It has now asked state drug controllers to ensure that the manufacturers have robust vendor qualification in place and use raw material, including excipients, from reliable and approved vendors only.
“This directorate has from time to time emphasised the critical importance of testing of raw materials including the excipients before their use in the manufacturing of pharmaceutical formulations,” said the circular issued by Rajeev Singh Raghuvanshi, Drug Controller General of India (DCGI). “All the state/ UT drug controllers are requested to take measures to ensure testing before the manufacture and release of the batch to the market by way of monitoring during inspections, sensitising the manufacturers through circulars, etc.”

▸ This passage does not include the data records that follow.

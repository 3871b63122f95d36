//! Core use-case services.
//!
//! # Responsibility
//! - Hold the rules that sit above raw storage: settings merging and
//!   session transitions.
//! - Stay storage-agnostic; the state manager applies their results.

pub mod auth_service;
pub mod settings_merge;
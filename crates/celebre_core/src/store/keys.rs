//! Keys tracked by the state layer in the key-value store.

use std::fmt::{Display, Formatter};

/// One independently persisted slot of application state.
#[derive(Debug, Clone, Copy, PartialEq, Eq, Hash, PartialOrd, Ord)]
pub enum StorageKey {
    IsLoggedIn,
    CurrentUser,
    IsDarkMode,
    People,
    Projects,
    Notifications,
    Events,
}

impl StorageKey {
    /// Every tracked key, in startup load order.
    pub const ALL: [StorageKey; 7] = [
        StorageKey::IsLoggedIn,
        StorageKey::CurrentUser,
        StorageKey::IsDarkMode,
        StorageKey::People,
        StorageKey::Projects,
        StorageKey::Notifications,
        StorageKey::Events,
    ];

    /// Stored key name. These strings are part of the on-disk format.
    pub fn as_str(self) -> &'static str {
        match self {
            Self::IsLoggedIn => "isLoggedIn",
            Self::CurrentUser => "currentUser",
            Self::IsDarkMode => "isDarkMode",
            Self::People => "people",
            Self::Projects => "projects",
            Self::Notifications => "notifications",
            Self::Events => "events",
        }
    }
}

impl Display for StorageKey {
    fn fmt(&self, f: &mut Formatter<'_>) -> std::fmt::Result {
        f.write_str(self.as_str())
    }
}
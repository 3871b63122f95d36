//! Login/logout session rules.
//!
//! # Responsibility
//! - Derive the credentials roster once at startup.
//! - Resolve login input to a known roster person or an ad-hoc user.
//! - Provide the fixed default identities used at startup and on logout.
//!
//! # Invariants
//! - Login lookup matches the roster by exact email.
//! - The logout identity always carries `PersonStatus::Inactive`; the
//!   startup identity carries `PersonStatus::Online` unless the roster says
//!   otherwise.
//! - Credential verification is not performed here.

use crate::model::person::{Person, PersonStatus};
use crate::seed::{fallback_identity, DEFAULT_IDENTITY_INDEX};

/// Authentication state of the session.
#[derive(Debug, Clone, Copy, PartialEq, Eq)]
pub enum SessionState {
    LoggedOut,
    LoggedIn,
}

impl SessionState {
    pub fn from_flag(is_logged_in: bool) -> Self {
        if is_logged_in {
            Self::LoggedIn
        } else {
            Self::LoggedOut
        }
    }

    pub fn is_logged_in(self) -> bool {
        self == Self::LoggedIn
    }
}

/// Login input after roster lookup.
#[derive(Debug, Clone, PartialEq, Eq)]
pub enum LoginUser {
    /// Canonical roster person whose email matched the input.
    KnownUser(Person),
    /// Input accepted as-is because no roster email matched.
    AdHocUser(Person),
}

impl LoginUser {
    pub fn person(&self) -> &Person {
        match self {
            Self::KnownUser(person) | Self::AdHocUser(person) => person,
        }
    }

    pub fn is_known(&self) -> bool {
        matches!(self, Self::KnownUser(_))
    }
}

/// Roster snapshot used for login lookup. Derived once per process.
#[derive(Debug, Clone, Default)]
pub struct Credentials {
    roster: Vec<Person>,
}

impl Credentials {
    pub fn from_roster(roster: &[Person]) -> Self {
        Self {
            roster: roster.to_vec(),
        }
    }

    pub fn len(&self) -> usize {
        self.roster.len()
    }

    pub fn is_empty(&self) -> bool {
        self.roster.is_empty()
    }

    /// Finds the canonical person with exactly this email.
    pub fn find_by_email(&self, email: &str) -> Option<&Person> {
        self.roster.iter().find(|person| person.email == email)
    }

    fn default_base(&self) -> Option<&Person> {
        self.roster.get(DEFAULT_IDENTITY_INDEX)
    }
}

/// Session transition rules over a credentials roster.
#[derive(Debug, Clone, Default)]
pub struct AuthSessionManager {
    credentials: Credentials,
}

impl AuthSessionManager {
    pub fn new(credentials: Credentials) -> Self {
        Self { credentials }
    }

    pub fn credentials(&self) -> &Credentials {
        &self.credentials
    }

    /// Resolves login input against the roster.
    pub fn resolve(&self, user: Person) -> LoginUser {
        match self.credentials.find_by_email(&user.email) {
            Some(known) => LoginUser::KnownUser(known.clone()),
            None => LoginUser::AdHocUser(user),
        }
    }

    /// Identity used when nothing usable is persisted.
    pub fn login_default(&self) -> Person {
        self.credentials
            .default_base()
            .cloned()
            .unwrap_or_else(|| fallback_identity(PersonStatus::Online))
    }

    /// Identity installed by logout.
    pub fn logout_default(&self) -> Person {
        match self.credentials.default_base() {
            Some(base) => base.clone().with_status(PersonStatus::Inactive),
            None => fallback_identity(PersonStatus::Inactive),
        }
    }
}
//! Pure snapshot transitions.
//!
//! Each function maps the previous collection snapshot plus one input to the
//! next snapshot. Nothing here touches storage.

use crate::model::document::{Document, DocumentId};
use crate::model::event::{EventId, NewSocialEvent, SocialEvent};
use crate::model::notification::Notification;
use crate::model::person::Person;
use crate::model::project::{NewProject, Project, ProjectId, ProjectStatus};

pub fn add_project(projects: &[Project], input: NewProject, id: ProjectId) -> Vec<Project> {
    let mut next = projects.to_vec();
    next.push(input.into_project(id));
    next
}

/// Replaces every project whose id matches. Unknown ids leave the list as is.
///
/// Progress above `MAX_PROGRESS` is clamped before it is stored.
pub fn update_project(projects: &[Project], updated: &Project) -> Vec<Project> {
    let updated = updated.clone().with_progress(updated.progress);
    replace_by(projects, &updated, |project| project.id == updated.id)
}

pub fn set_project_status(
    projects: &[Project],
    id: ProjectId,
    status: ProjectStatus,
) -> Vec<Project> {
    projects
        .iter()
        .map(|project| {
            if project.id == id {
                Project {
                    status,
                    ..project.clone()
                }
            } else {
                project.clone()
            }
        })
        .collect()
}

pub fn dismiss_notification(notifications: &[Notification], id: &str) -> Vec<Notification> {
    notifications
        .iter()
        .filter(|notification| notification.id != id)
        .cloned()
        .collect()
}

pub fn add_event(events: &[SocialEvent], input: NewSocialEvent, id: EventId) -> Vec<SocialEvent> {
    let mut next = events.to_vec();
    next.push(input.with_id(id));
    next
}

pub fn delete_event(events: &[SocialEvent], id: EventId) -> Vec<SocialEvent> {
    events.iter().filter(|event| event.id != id).cloned().collect()
}

pub fn update_person(people: &[Person], updated: &Person) -> Vec<Person> {
    replace_by(people, updated, |person| person.id == updated.id)
}

pub fn append_documents(documents: &[Document], added: Vec<Document>) -> Vec<Document> {
    let mut next = documents.to_vec();
    next.extend(added);
    next
}

pub fn update_document(documents: &[Document], updated: &Document) -> Vec<Document> {
    replace_by(documents, updated, |document| document.id == updated.id)
}

pub fn delete_document(documents: &[Document], id: DocumentId) -> Vec<Document> {
    documents
        .iter()
        .filter(|document| document.id != id)
        .cloned()
        .collect()
}

fn replace_by<T: Clone>(items: &[T], replacement: &T, matches: impl Fn(&T) -> bool) -> Vec<T> {
    items
        .iter()
        .map(|item| {
            if matches(item) {
                replacement.clone()
            } else {
                item.clone()
            }
        })
        .collect()
}

#[cfg(test)]
mod tests {
    use super::{
        add_project, delete_document, delete_event, dismiss_notification, set_project_status,
        update_project,
    };
    use crate::model::document::NewDocument;
    use crate::model::notification::{unread_count, Notification};
    use crate::model::project::{NewProject, ProjectStatus, MAX_PROGRESS};
    use crate::seed::SeedData;

    #[test]
    fn dismiss_removes_only_matching_id() {
        let notifications = vec![
            Notification::new("a", "first", false),
            Notification::new("b", "second", false),
            Notification::new("c", "third", true),
        ];
        let next = dismiss_notification(&notifications, "b");
        assert_eq!(next.len(), notifications.len() - 1);
        assert!(next.iter().all(|n| n.id != "b"));
        assert_eq!(unread_count(&next), 1);
    }

    #[test]
    fn dismiss_unknown_id_keeps_everything() {
        let notifications = vec![Notification::new("a", "first", false)];
        assert_eq!(dismiss_notification(&notifications, "zzz"), notifications);
    }

    #[test]
    fn new_project_starts_at_zero_progress() {
        let next = add_project(&[], NewProject::new("X", ProjectStatus::Planned), 42);
        assert_eq!(next.len(), 1);
        assert_eq!(next[0].id, 42);
        assert_eq!(next[0].progress, 0);
    }

    #[test]
    fn status_and_update_touch_only_the_matching_project() {
        let projects = SeedData::default().projects;
        let next = set_project_status(&projects, 2, ProjectStatus::OnHold);
        assert_eq!(next[1].status, ProjectStatus::OnHold);
        assert_eq!(next[0], projects[0]);

        let mut renamed = projects[2].clone();
        renamed.name = "Orçamento 2026".to_string();
        let next = update_project(&projects, &renamed);
        assert_eq!(next[2].name, "Orçamento 2026");
        assert_eq!(next[0], projects[0]);
    }

    #[test]
    fn update_clamps_progress_to_maximum() {
        let projects = SeedData::default().projects;
        let mut overshoot = projects[0].clone();
        overshoot.progress = 180;

        let next = update_project(&projects, &overshoot);
        assert_eq!(next[0].progress, MAX_PROGRESS);
    }

    #[test]
    fn colliding_ids_are_all_removed_together() {
        let events = vec![
            crate::model::event::NewSocialEvent::new("a", "2025-01-01").with_id(7),
            crate::model::event::NewSocialEvent::new("b", "2025-01-02").with_id(7),
        ];
        assert!(delete_event(&events, 7).is_empty());

        let documents = vec![
            NewDocument::new("a.pdf", "pdf", "ana").with_id(1),
            NewDocument::new("b.pdf", "pdf", "ana").with_id(2),
        ];
        assert_eq!(delete_document(&documents, 1).len(), 1);
    }
}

As per drugs rules, the licensee shall either in his own laboratory or in any laboratory approved by the licensing authority test each batch or lot of the raw material used by him for the manufacture of his product and also each batch of the final product and shall maintain records or registers showing the particulars in respect of such tests, it noted. The regulator has asked the states to intimate it about action taken in this regard.
The story has been going on for some time. As reported by ET in December 2023, the drug regulator had found that the pharma industry was making use of industrial grade excipients unfit for human consumption for manufacturing medicines.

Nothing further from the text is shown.